Page MenuHomePhabricator

Add an image: search keyword for articles which have infoboxes
Closed, ResolvedPublic

Description

In T285817: Add an image: load static file to search index a list of pages which have image recommendations have been imported into the search index (as recommendation.image weighted tags) for use by the GrowthExperiments suggested edits feature. Initial versions of the suggested edits code can't handle infoboxes; our plan was to filter these out via additional search terms. Unfortunately we have found (T291232: Add an image: exclude certain articles ) that the number of infobox templates is too large for that, even taking into account that some infobox templates reuse others as building blocks. So unfortunately we need to rethink our approach.

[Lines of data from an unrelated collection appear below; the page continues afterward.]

pub mod error;
pub mod session;

pub use error::AppError;
pub use session::{Role, Session};
// libs/reference-cell/src/services/cache.rs
use std::collections::HashMap;
use std::sync::atomic::{AtomicU64, Ordering};
use std::sync::{PoisonError, RwLock};

use tracing::debug;

use crate::models::CanonicalEntity;

#[derive(Debug, Clone)]
pub struct CacheEntry<E> {
    pub entity: E,
    /// Monotonic marker, bumped whenever a merge changes the stored entity.
    pub last_updated: u64,
}

#[derive(Debug, Clone, Copy, PartialEq, Eq)]
pub enum MergeOutcome {
    Inserted,
    Updated,
    Unchanged,
}

/// Session-lifetime store of canonical patients or doctors, keyed by identity.
///
/// Holds at most one entity per identity. Merging only fills fields the stored
/// entity is missing, so a known value is never replaced by an absent one.
pub struct ReferenceCache<E> {
    entries: RwLock<HashMap<String, CacheEntry<E>>>,
    clock: AtomicU64,
}

impl<E: CanonicalEntity> Default for ReferenceCache<E> {
    fn default() -> Self {
        Self::new()
    }
}

impl<E: CanonicalEntity> ReferenceCache<E> {
    pub fn new() -> Self {
        Self {
            entries: RwLock::new(HashMap::new()),
            clock: AtomicU64::new(0),
        }
    }

    pub fn get(&self, identity: &str) -> Option<E> {
        self.entries
            .read()
            .unwrap_or_else(PoisonError::into_inner)
            .get(identity)
            .map(|entry| entry.entity.clone())
    }

    pub fn has(&self, identity: &str) -> bool {
        self.entries
            .read()
            .unwrap_or_else(PoisonError::into_inner)
            .contains_key(identity)
    }

    /// Stores `entity` only when its identity is not cached yet.
    pub fn insert_if_absent(&self, entity: E) -> bool {
        let mut entries = self.entries.write().unwrap_or_else(PoisonError::into_inner);
        if entries.contains_key(entity.identity()) {
            return false;
        }

        let identity = entity.identity().to_string();
        let last_updated = self.tick();
        entries.insert(identity, CacheEntry { entity, last_updated });
        true
    }

    pub fn upsert_merge(&self, entity: E) -> MergeOutcome {
        let mut entries = self.entries.write().unwrap_or_else(PoisonError::into_inner);

        match entries.get_mut(entity.identity()) {
            Some(existing) => {
                if existing.entity.fill_missing(&entity) {
                    existing.last_updated = self.tick();
                    debug!("Merged missing fields into {} {}", E::ROLE, entity.identity());
                    MergeOutcome::Updated
                } else {
                    MergeOutcome::Unchanged
                }
            }
            None => {
                let identity = entity.identity().to_string();
                let last_updated = self.tick();
                entries.insert(identity, CacheEntry { entity, last_updated });
                MergeOutcome::Inserted
            }
        }
    }

    pub fn len(&self) -> usize {
        self.entries.read().unwrap_or_else(PoisonError::into_inner).len()
    }

    pub fn is_empty(&self) -> bool {
        self.len() == 0
    }

    fn tick(&self) -> u64 {
        self.clock.fetch_add(1, Ordering::Relaxed) + 1
    }
}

One possible option we'd like to discuss is creating a custom search keyword for whether an article has an infobox. We can generate a list of infobox templates; after filtering out redundancies (where one infobox template is a wrapper around another infobox template), we get a list of 100-200 templates for each of the four wikis where we currently need this feature. That's way too much to include as a hastemplate: query due to search string length limits; is it possible to include as a custom query, or would the high number of templates cause problems internally (like the ElasticSearch query getting too large)?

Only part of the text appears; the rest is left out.